Many analysts are starting to think that homebuilders have turned the corner, and various housing reports tend to support those views.  However, the doubters continue to believe the potential supply overhang from foreclosures is still very real.  The Fed is trying to do its part to spur real estate activity by pushing mortgage rates lower.  Another important part of the housing equation is employment.  People with no or low paying jobs don’t want to even think about making a large financial commitment like buying a home.  Today, the Labor Department said that the October employment report, the most significant piece of economic news prior to the election, will not be delayed due to Sandy and will be released as planned Friday morning.

Investor Heat Map: 10/31/12


The four top-ranked sectors remain the same, although their strength has diminished.  Financials held the lead for a second week.  Insurance companies often perform well in the wake of a natural disaster because they can raise their rates.  Health Care is close behind and could easily retake the lead if Financials falter.  Consumer Discretionary and Materials are still closely aligned, although the gap between them and the leaders has widened.  Industrials, Utilities, and Consumer Staples are barely avoiding negative readings today.  We now have three sectors in the red, with Energy and Telecommunications joining Technology on the downside.  Technology remains in last place as earnings season is weighing heavily on the sector.
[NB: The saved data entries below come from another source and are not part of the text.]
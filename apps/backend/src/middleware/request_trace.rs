use actix_web::{
    dev::{forward_ready, Service, ServiceRequest, ServiceResponse, Transform},
    http::header,
    HttpMessage,
};
use futures_util::future::{ready, LocalBoxFuture, Ready};
use uuid::Uuid;

use crate::trace_ctx;

/// Assigns every request a trace id: stored in request extensions,
/// established as the task-local trace context for downstream logging and
/// problem responses, and echoed back as `x-request-id`.
pub struct RequestTrace;

impl<S, B> Transform<S, ServiceRequest> for RequestTrace
where
    S: Service<ServiceRequest, Response = ServiceResponse<B>, Error = actix_web::Error>,
    S::Future: 'static,
    B: 'static,
{
    type Response = ServiceResponse<B>;
    type Error = actix_web::Error;
    type InitError = ();
    type Transform = RequestTraceMiddleware<S>;
    type Future = Ready<Result<Self::Transform, Self::InitError>>;

    fn new_transform(&self, service: S) -> Self::Future {
        ready(Ok(RequestTraceMiddleware { service }))
    }
}

pub struct RequestTraceMiddleware<S> {
    service: S,
}

impl<S, B> Service<ServiceRequest> for RequestTraceMiddleware<S>
where
    S: Service<ServiceRequest, Response = ServiceResponse<B>, Error = actix_web::Error>,
    S::Future: 'static,
    B: 'static,
{
    type Response = ServiceResponse<B>;
    type Error = actix_web::Error;
    type Future = LocalBoxFuture<'static, Result<Self::Response, Self::Error>>;

    forward_ready!(service);

    fn call(&self, req: ServiceRequest) -> Self::Future {
        let trace_id = Uuid::new_v4().to_string();

        req.extensions_mut().insert(trace_id.clone());

        let fut = self.service.call(req);

        Box::pin(trace_ctx::with_trace_id(trace_id.clone(), async move {
            let mut res = fut.await?;

            res.headers_mut().insert(
                header::HeaderName::from_static("x-request-id"),
                header::HeaderValue::from_str(&trace_id)
                    .unwrap_or_else(|_| header::HeaderValue::from_static("invalid-uuid")),
            );

            Ok(res)
        }))
    }
}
Only four style categories are registering positive momentum, and two of them are just fractionally above zero.  The rankings favor Value over Growth with the three Value categories among the top four positions and the Growth categories occupying three of the bottom four slots.  Large Cap Value sits at the very top followed by Mid Cap Value.  Mid Cap Blend and Small Cap Value are tied for third with zero readings.  Large Cap Blend heads up a long list of styles with negative momentum this week.  This is the style category where the S&P 500 resides, so the broader market has now lost all of its upside momentum.  Mega Cap defines the midpoint again this week, and Micro Cap finds itself wedged in amongst the poorly performing Growth categories.  Small Cap Growth is on the bottom.
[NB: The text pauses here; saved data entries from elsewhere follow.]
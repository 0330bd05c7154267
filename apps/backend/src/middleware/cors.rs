use std::env;

use actix_cors::Cors;
use actix_web::http::header;

/// Build CORS middleware with a restrictive, explicit configuration:
/// - Origins must be configured via CORS_ALLOWED_ORIGINS
/// - Only allow methods actually used by the API
/// - Lightly validate origins, and ignore empty / "null" entries
pub fn cors_middleware() -> Cors {
    // Comma-separated origins, e.g.:
    // CORS_ALLOWED_ORIGINS=http://localhost:3000,https://client.encore-live.app
    let allowed_raw = env::var("CORS_ALLOWED_ORIGINS").unwrap_or_default();

    let allowed_origins: Vec<String> = allowed_raw
        .split(',')
        .map(|s| s.trim())
        .filter(|s| !s.is_empty() && *s != "null")
        .filter(|s| s.starts_with("http://") || s.starts_with("https://"))
        .map(|s| s.to_string())
        .collect();

    // Fallback to localhost-only if nothing valid was configured
    let effective_origins: Vec<String> = if allowed_origins.is_empty() {
        vec![
            "http://localhost:3000".to_string(),
            "http://127.0.0.1:3000".to_string(),
        ]
    } else {
        allowed_origins
    };

    let mut cors = Cors::default()
        .allowed_methods(vec!["GET", "POST", "OPTIONS"])
        .allowed_headers(vec![
            header::AUTHORIZATION,
            header::CONTENT_TYPE,
            header::ACCEPT,
        ])
        .expose_headers(vec![
            header::HeaderName::from_static("x-trace-id"),
            header::HeaderName::from_static("x-request-id"),
        ])
        .max_age(3600);

    for origin in effective_origins {
        cors = cors.allowed_origin(&origin);
    }

    cors
}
China maintains its position as the top-ranked category.  We are starting to notice a change in sentiment for the country.  Outlooks appeared to be uniformly bearish a couple of months ago, but some analysts are now thinking the worst is over for China.  Pacific ex-Japan moved up a spot to second place and was the only equity category to gain momentum this week.  The region appears to be quite strong with only Singapore lagging.  Europe fell another notch to third.  US-listed ETFs investing in Europe are mostly up today, resyncing with their underlying markets after the two-day market closure here.  Global X Greece (GREK) is the big exception, trading down more than -10% today.  This was expected when Greek stocks fell hard on Monday amidst opposition to parts of its latest budget and austerity plans.  The broad international benchmarks of EAFE and Emerging Markets held on to their fourth and fifth place positions.  The U.K. and Canada swapped places with Canada falling slightly behind.  World Equity is now the lowest ranked global category still sporting positive momentum.  The U.S. joined Latin America and Japan in negative territory.  All three are tightly bunched, but Japan is still listed last.  The U.S. could easily have that dubious honor by the time of our next update.
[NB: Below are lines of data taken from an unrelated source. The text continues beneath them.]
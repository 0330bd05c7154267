use sea_orm::{DatabaseTransaction, TransactionTrait};

use crate::error::AppError;
use crate::state::app_state::AppState;

/// Execute a function within a database transaction.
///
/// Owns the transaction lifecycle: begin, run the closure, commit on Ok,
/// best-effort rollback on Err (preserving the original error). Every
/// multi-step coordinator/aggregator operation goes through here so its
/// reads and writes land in one atomic unit.
pub async fn with_txn<R, F>(state: &AppState, f: F) -> Result<R, AppError>
where
    F: for<'c> FnOnce(
        &'c DatabaseTransaction,
    ) -> std::pin::Pin<
        Box<dyn std::future::Future<Output = Result<R, AppError>> + 'c>,
    >,
{
    let txn = state.db.begin().await?;
    let out = f(&txn).await;

    match out {
        Ok(val) => {
            txn.commit().await?;
            Ok(val)
        }
        Err(err) => {
            let _ = txn.rollback().await;
            Err(err)
        }
    }
}
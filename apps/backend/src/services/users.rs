//! Identity service: registration, token resolution, profile updates.
//!
//! Tokens are opaque UUIDv4 strings. The store enforces uniqueness; on the
//! (astronomically unlikely) collision, registration retries with a fresh
//! token.

use sea_orm::ConnectionTrait;
use tracing::{info, warn};
use uuid::Uuid;

use crate::error::AppError;
use crate::errors::domain::{ConflictKind, DomainError};
use crate::repos::users::{self as users_repo, User};

const TOKEN_ISSUE_ATTEMPTS: u32 = 3;

/// Create a new user and return their bearer token.
pub async fn register_user<C: ConnectionTrait + Send + Sync>(
    conn: &C,
    name: &str,
    leader_card_id: i32,
) -> Result<String, AppError> {
    for attempt in 1..=TOKEN_ISSUE_ATTEMPTS {
        let token = Uuid::new_v4().to_string();
        match users_repo::create_user(conn, name, leader_card_id, &token).await {
            Ok(user) => {
                info!(user_id = user.id, "user registered");
                return Ok(token);
            }
            Err(DomainError::Conflict(ConflictKind::UniqueToken, _))
                if attempt < TOKEN_ISSUE_ATTEMPTS =>
            {
                warn!(attempt, "token collision on registration, regenerating");
            }
            Err(e) => return Err(e.into()),
        }
    }
    Err(AppError::internal(
        "could not issue a unique token".to_string(),
    ))
}

/// Resolve a bearer token to its user, or fail with `Unauthenticated`.
pub async fn require_user<C: ConnectionTrait + Send + Sync>(
    conn: &C,
    token: &str,
) -> Result<User, AppError> {
    users_repo::find_by_token(conn, token)
        .await?
        .ok_or_else(AppError::unauthorized)
}

/// Update the caller's display name and leader card.
pub async fn update_profile<C: ConnectionTrait + Send + Sync>(
    conn: &C,
    token: &str,
    name: &str,
    leader_card_id: i32,
) -> Result<(), AppError> {
    let user = require_user(conn, token).await?;
    users_repo::update_profile(conn, user.id, name, leader_card_id).await?;
    Ok(())
}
The charts above depict both the relative strength and absolute strength of various market sectors, styles, and geographic locations on an intermediate-term basis. Each grouping is sorted (top to bottom) by relative strength. The magnitude of the displayed RSM value is a measure of absolute strength, which is our proprietary method of measuring and reporting the intermediate-term strength as an annualized value.


“The level of devastation at the Jersey Shore is unthinkable.”